- Opening Delimiter -

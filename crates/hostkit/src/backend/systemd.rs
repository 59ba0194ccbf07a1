//! systemd service backend.

use super::{run, run_checked, validate_name};
use crate::error::Result;

/// Services supervised by systemd, driven through `systemctl`.
#[derive(Debug, Default)]
pub struct Systemd;

impl Systemd {
    pub fn new() -> Self {
        Self
    }

    /// `systemctl <query> <unit>` exit status, for is-enabled/is-active.
    fn query(&self, query: &str, name: &str) -> Result<bool> {
        validate_name("service", name)?;
        Ok(run("systemctl", &["--quiet", query, name], &[])?
            .status
            .success())
    }

    /// `systemctl` verb for a reload notification: a stopped unit is started
    /// so it comes up with the new configuration.
    fn reload_verb(running: bool) -> &'static str {
        if running { "reload" } else { "start" }
    }

    fn control(&self, verb: &str, name: &str) -> Result<()> {
        validate_name("service", name)?;
        run_checked("systemctl", &[verb, name], &[], Some(name))?;
        Ok(())
    }
}

impl declarative::ServiceManager for Systemd {
    fn is_enabled(&self, name: &str) -> anyhow::Result<bool> {
        Ok(self.query("is-enabled", name)?)
    }

    fn is_running(&self, name: &str) -> anyhow::Result<bool> {
        Ok(self.query("is-active", name)?)
    }

    fn enable(&self, name: &str) -> anyhow::Result<()> {
        Ok(self.control("enable", name)?)
    }

    fn start(&self, name: &str) -> anyhow::Result<()> {
        Ok(self.control("start", name)?)
    }

    fn stop(&self, name: &str) -> anyhow::Result<()> {
        Ok(self.control("stop", name)?)
    }

    fn reload(&self, name: &str) -> anyhow::Result<()> {
        let running = self.query("is-active", name)?;
        if !running {
            log::debug!("{name} is not running, starting instead of reloading");
        }
        Ok(self.control(Self::reload_verb(running), name)?)
    }
}

#[cfg(test)]
mod tests {
    use super::*;
    use declarative::ServiceManager;

    #[test]
    fn test_rejects_option_like_unit_names() {
        let systemd = Systemd::new();
        assert!(systemd.is_enabled("--all").is_err());
        assert!(systemd.start("nginx && reboot").is_err());
    }

    #[test]
    fn test_reload_starts_a_stopped_unit() {
        assert_eq!(Systemd::reload_verb(true), "reload");
        assert_eq!(Systemd::reload_verb(false), "start");
    }
}
use std::{fs, path::Path};
use thiserror::Error;

#[derive(Error, Debug)]
pub enum LabelsError {
    #[error("failed to read class names: {0}")]
    Io(#[from] std::io::Error),
    #[error("class names must be a JSON array of strings: {0}")]
    Parse(#[from] serde_json::Error),
    #[error("class names list is empty")]
    Empty,
}

/// Ordered class names where position is the model output index.
#[derive(Debug, Clone, PartialEq)]
pub struct ClassNames {
    names: Vec<String>,
}

impl ClassNames {
    pub fn new(names: Vec<String>) -> Result<Self, LabelsError> {
        if names.is_empty() {
            return Err(LabelsError::Empty);
        }
        Ok(Self { names })
    }

    pub fn from_json(json: &str) -> Result<Self, LabelsError> {
        let names: Vec<String> = serde_json::from_str(json)?;
        Self::new(names)
    }

    pub fn load(path: &Path) -> Result<Self, LabelsError> {
        let contents = fs::read_to_string(path)?;
        let class_names = Self::from_json(&contents)?;
        tracing::info!("Loaded {} class names from {:?}", class_names.len(), path);
        Ok(class_names)
    }

    pub fn get(&self, index: usize) -> Option<&str> {
        self.names.get(index).map(String::as_str)
    }

    pub fn contains(&self, name: &str) -> bool {
        self.names.iter().any(|n| n == name)
    }

    pub fn len(&self) -> usize {
        self.names.len()
    }

    pub fn is_empty(&self) -> bool {
        self.names.is_empty()
    }
}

- Closing Delimiter -

_Work required:_
Your reply should consist only of the lines running from the line with "self.names.len()" to the end of the listing, retyped exactly.

_Answer space:_
        self.names.len()
    }

    pub fn is_empty(&self) -> bool {
        self.names.is_empty()
    }
}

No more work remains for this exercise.